• [Goal of the exercise]:
Find the word "register" in the listing; pull out each line holding it.

---------------

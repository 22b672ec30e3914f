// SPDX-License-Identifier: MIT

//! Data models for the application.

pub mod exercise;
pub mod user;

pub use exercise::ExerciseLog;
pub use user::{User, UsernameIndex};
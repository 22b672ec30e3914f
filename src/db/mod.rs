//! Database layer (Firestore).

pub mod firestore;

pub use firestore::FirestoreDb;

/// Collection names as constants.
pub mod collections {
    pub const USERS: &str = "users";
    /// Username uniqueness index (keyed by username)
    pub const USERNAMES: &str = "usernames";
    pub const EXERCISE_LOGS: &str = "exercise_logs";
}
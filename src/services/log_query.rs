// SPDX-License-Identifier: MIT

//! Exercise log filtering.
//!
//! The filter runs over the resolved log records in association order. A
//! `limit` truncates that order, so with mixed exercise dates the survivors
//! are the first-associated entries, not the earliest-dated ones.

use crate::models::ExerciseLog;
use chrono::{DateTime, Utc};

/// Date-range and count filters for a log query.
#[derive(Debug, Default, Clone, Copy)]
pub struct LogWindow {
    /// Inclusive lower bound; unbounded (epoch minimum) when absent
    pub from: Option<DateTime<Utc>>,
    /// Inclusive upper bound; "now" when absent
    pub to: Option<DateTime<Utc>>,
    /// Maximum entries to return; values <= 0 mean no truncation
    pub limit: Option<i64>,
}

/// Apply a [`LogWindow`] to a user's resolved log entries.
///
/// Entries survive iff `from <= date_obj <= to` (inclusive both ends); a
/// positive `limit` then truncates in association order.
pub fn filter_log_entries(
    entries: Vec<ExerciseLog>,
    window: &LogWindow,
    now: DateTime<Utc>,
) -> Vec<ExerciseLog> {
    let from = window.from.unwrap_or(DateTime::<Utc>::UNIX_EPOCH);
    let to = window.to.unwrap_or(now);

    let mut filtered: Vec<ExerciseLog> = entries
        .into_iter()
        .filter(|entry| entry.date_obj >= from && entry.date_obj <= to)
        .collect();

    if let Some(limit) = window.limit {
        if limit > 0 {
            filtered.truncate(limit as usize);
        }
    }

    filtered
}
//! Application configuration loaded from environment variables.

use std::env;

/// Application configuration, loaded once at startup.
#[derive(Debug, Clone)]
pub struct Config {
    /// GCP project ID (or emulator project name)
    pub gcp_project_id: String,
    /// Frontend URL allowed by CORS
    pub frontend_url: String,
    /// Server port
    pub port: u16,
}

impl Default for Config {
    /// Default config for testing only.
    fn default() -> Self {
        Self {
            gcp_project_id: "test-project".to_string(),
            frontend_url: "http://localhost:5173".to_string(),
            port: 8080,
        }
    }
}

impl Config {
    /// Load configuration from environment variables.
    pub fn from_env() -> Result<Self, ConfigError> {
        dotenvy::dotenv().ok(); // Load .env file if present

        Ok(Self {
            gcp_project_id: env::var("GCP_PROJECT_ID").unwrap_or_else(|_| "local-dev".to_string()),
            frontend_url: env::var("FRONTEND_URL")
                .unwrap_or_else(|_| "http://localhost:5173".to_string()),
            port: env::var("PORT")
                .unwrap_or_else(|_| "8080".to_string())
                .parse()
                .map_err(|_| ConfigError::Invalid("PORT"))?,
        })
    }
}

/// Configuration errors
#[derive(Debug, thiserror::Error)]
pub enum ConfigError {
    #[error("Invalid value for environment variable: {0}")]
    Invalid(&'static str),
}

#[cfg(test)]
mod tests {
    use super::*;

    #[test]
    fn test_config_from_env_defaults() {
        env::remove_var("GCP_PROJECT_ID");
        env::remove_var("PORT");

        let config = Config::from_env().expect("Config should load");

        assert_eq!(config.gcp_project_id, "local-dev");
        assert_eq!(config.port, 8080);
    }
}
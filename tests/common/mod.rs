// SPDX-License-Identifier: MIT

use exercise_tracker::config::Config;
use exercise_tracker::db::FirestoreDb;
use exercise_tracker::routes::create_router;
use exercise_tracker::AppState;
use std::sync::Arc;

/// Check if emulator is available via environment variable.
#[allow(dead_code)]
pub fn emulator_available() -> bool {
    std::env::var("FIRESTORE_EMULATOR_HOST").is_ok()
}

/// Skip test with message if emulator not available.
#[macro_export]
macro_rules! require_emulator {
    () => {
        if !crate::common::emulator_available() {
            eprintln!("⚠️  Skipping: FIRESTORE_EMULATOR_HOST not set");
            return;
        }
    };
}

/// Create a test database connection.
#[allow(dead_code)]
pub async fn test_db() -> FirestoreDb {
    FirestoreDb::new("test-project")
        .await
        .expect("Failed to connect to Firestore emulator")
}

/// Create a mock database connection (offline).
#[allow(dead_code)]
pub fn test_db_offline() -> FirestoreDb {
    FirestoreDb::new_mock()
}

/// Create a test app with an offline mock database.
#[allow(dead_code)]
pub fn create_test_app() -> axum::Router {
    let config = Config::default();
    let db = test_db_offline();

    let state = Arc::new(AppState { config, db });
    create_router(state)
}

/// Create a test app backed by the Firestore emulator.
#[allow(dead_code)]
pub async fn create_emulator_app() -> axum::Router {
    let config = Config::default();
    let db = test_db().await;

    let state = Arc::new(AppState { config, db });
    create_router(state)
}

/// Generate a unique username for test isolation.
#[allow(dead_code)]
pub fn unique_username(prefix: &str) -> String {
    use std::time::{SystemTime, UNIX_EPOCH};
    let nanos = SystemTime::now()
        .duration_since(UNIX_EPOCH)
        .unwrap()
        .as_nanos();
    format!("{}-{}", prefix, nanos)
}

---------------

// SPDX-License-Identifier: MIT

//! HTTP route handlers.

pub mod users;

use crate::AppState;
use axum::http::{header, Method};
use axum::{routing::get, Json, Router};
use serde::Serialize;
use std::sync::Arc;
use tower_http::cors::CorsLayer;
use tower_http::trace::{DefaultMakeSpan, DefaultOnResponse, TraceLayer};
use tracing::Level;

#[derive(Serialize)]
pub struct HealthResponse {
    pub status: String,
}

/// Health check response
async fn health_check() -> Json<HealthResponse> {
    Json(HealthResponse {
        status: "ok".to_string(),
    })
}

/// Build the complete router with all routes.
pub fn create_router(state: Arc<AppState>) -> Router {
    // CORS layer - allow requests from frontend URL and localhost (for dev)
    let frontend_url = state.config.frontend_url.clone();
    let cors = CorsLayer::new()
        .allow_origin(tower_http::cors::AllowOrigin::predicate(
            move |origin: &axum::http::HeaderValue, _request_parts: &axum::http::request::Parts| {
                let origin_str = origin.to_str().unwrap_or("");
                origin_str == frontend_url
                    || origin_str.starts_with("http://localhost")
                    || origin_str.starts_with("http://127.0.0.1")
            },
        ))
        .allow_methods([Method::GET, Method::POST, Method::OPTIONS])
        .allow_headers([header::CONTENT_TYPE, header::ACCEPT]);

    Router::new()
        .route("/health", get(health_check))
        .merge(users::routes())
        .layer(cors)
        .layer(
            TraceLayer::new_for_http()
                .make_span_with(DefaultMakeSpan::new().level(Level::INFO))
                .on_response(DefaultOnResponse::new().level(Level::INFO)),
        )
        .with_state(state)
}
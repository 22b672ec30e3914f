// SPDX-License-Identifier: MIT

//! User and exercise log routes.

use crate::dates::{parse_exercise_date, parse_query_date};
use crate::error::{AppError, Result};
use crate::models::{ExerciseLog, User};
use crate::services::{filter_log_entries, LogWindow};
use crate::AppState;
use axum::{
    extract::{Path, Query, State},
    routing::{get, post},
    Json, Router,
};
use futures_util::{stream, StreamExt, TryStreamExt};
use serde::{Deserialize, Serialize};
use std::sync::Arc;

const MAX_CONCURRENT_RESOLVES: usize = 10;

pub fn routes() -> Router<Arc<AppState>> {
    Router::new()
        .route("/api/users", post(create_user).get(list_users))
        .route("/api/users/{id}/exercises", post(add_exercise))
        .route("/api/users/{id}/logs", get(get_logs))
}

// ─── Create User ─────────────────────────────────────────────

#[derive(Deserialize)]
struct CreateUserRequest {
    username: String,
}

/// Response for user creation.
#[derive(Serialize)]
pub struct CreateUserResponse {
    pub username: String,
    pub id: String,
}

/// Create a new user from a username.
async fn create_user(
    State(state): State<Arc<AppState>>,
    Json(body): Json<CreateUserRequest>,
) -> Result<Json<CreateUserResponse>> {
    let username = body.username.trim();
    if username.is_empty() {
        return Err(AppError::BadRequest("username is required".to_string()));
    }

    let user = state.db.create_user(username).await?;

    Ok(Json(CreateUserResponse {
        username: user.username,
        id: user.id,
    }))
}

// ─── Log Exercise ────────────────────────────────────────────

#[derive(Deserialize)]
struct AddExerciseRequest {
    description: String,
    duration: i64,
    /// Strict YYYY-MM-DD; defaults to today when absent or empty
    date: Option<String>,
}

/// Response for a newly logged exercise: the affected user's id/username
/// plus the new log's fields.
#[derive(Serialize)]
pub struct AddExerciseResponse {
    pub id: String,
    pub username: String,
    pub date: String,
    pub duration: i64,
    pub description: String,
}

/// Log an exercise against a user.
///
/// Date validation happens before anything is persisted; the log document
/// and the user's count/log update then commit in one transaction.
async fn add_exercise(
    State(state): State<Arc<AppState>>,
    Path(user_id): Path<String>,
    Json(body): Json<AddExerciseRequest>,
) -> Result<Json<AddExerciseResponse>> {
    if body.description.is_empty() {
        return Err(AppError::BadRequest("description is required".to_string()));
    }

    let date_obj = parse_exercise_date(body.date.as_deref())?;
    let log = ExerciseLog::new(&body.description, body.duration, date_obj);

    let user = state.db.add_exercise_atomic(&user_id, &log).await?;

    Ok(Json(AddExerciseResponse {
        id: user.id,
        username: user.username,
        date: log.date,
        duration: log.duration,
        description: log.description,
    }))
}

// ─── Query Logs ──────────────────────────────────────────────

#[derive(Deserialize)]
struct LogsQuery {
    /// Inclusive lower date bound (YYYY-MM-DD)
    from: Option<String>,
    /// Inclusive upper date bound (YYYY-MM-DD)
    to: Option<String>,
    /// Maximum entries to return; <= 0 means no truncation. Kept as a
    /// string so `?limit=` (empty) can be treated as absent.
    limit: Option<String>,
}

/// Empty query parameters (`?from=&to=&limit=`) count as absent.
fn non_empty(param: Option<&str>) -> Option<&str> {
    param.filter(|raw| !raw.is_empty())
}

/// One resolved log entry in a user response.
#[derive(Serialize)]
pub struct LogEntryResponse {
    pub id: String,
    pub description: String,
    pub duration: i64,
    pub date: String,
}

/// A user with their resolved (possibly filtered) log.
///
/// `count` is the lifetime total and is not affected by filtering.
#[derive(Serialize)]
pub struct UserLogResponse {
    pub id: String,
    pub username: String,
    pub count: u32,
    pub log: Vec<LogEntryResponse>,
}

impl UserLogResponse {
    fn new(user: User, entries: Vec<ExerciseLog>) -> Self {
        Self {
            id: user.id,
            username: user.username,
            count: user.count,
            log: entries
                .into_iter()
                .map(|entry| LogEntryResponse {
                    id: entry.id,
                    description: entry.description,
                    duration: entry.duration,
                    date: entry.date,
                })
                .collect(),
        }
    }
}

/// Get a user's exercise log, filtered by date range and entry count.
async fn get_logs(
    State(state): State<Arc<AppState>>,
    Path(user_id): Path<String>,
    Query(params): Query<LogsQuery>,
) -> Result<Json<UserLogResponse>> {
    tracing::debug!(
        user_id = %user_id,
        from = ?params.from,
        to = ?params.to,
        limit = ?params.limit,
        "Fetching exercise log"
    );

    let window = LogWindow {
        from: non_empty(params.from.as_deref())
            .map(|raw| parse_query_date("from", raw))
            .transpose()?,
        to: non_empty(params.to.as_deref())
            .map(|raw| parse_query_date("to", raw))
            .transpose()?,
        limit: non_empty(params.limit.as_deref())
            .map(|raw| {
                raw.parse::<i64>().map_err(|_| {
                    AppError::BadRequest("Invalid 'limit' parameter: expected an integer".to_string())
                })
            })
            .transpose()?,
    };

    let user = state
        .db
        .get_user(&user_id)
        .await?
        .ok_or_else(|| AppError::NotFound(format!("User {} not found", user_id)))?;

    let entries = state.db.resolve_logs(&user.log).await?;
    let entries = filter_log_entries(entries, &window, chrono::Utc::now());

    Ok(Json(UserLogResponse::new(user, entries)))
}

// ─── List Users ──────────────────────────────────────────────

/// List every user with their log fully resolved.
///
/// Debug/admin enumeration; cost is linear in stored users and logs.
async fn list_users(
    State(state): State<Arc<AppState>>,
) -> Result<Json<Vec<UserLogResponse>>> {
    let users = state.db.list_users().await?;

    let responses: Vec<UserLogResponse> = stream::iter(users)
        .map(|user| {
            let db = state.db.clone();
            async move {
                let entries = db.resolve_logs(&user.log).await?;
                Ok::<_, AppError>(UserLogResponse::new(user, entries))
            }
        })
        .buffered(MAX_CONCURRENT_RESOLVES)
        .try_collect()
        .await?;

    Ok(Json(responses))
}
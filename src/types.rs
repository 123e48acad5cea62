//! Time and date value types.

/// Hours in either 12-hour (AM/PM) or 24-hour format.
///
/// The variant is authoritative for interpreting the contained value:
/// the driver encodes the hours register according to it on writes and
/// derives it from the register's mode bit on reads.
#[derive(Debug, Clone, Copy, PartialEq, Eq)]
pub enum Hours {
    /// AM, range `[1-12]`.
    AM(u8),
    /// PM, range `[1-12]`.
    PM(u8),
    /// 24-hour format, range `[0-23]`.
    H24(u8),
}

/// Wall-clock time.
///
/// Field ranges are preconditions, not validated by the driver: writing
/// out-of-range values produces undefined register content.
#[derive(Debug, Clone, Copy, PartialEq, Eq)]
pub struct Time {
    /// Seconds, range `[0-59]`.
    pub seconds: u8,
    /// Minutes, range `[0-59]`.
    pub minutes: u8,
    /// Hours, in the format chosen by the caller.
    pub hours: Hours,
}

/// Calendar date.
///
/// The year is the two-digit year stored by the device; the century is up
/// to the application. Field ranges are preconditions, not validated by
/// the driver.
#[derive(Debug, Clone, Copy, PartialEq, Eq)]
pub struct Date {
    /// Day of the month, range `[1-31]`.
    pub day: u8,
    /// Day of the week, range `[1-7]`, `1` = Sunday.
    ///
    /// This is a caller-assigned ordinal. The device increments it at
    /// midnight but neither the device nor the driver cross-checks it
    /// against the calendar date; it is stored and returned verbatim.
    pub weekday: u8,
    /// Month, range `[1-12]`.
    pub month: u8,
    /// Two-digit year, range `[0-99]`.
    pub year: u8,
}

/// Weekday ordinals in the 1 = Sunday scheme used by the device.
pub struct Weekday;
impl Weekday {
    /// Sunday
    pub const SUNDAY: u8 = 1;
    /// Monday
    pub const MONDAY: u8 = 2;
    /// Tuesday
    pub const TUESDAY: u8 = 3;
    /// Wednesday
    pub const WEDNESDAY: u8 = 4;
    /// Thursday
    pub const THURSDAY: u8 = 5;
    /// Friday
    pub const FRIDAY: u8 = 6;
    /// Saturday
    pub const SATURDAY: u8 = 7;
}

---------------

• [Output for this task]:
/// the driver encodes the hours register according to it on writes and
/// derives it from the register's mode bit on reads.
/// out-of-range values produces undefined register content.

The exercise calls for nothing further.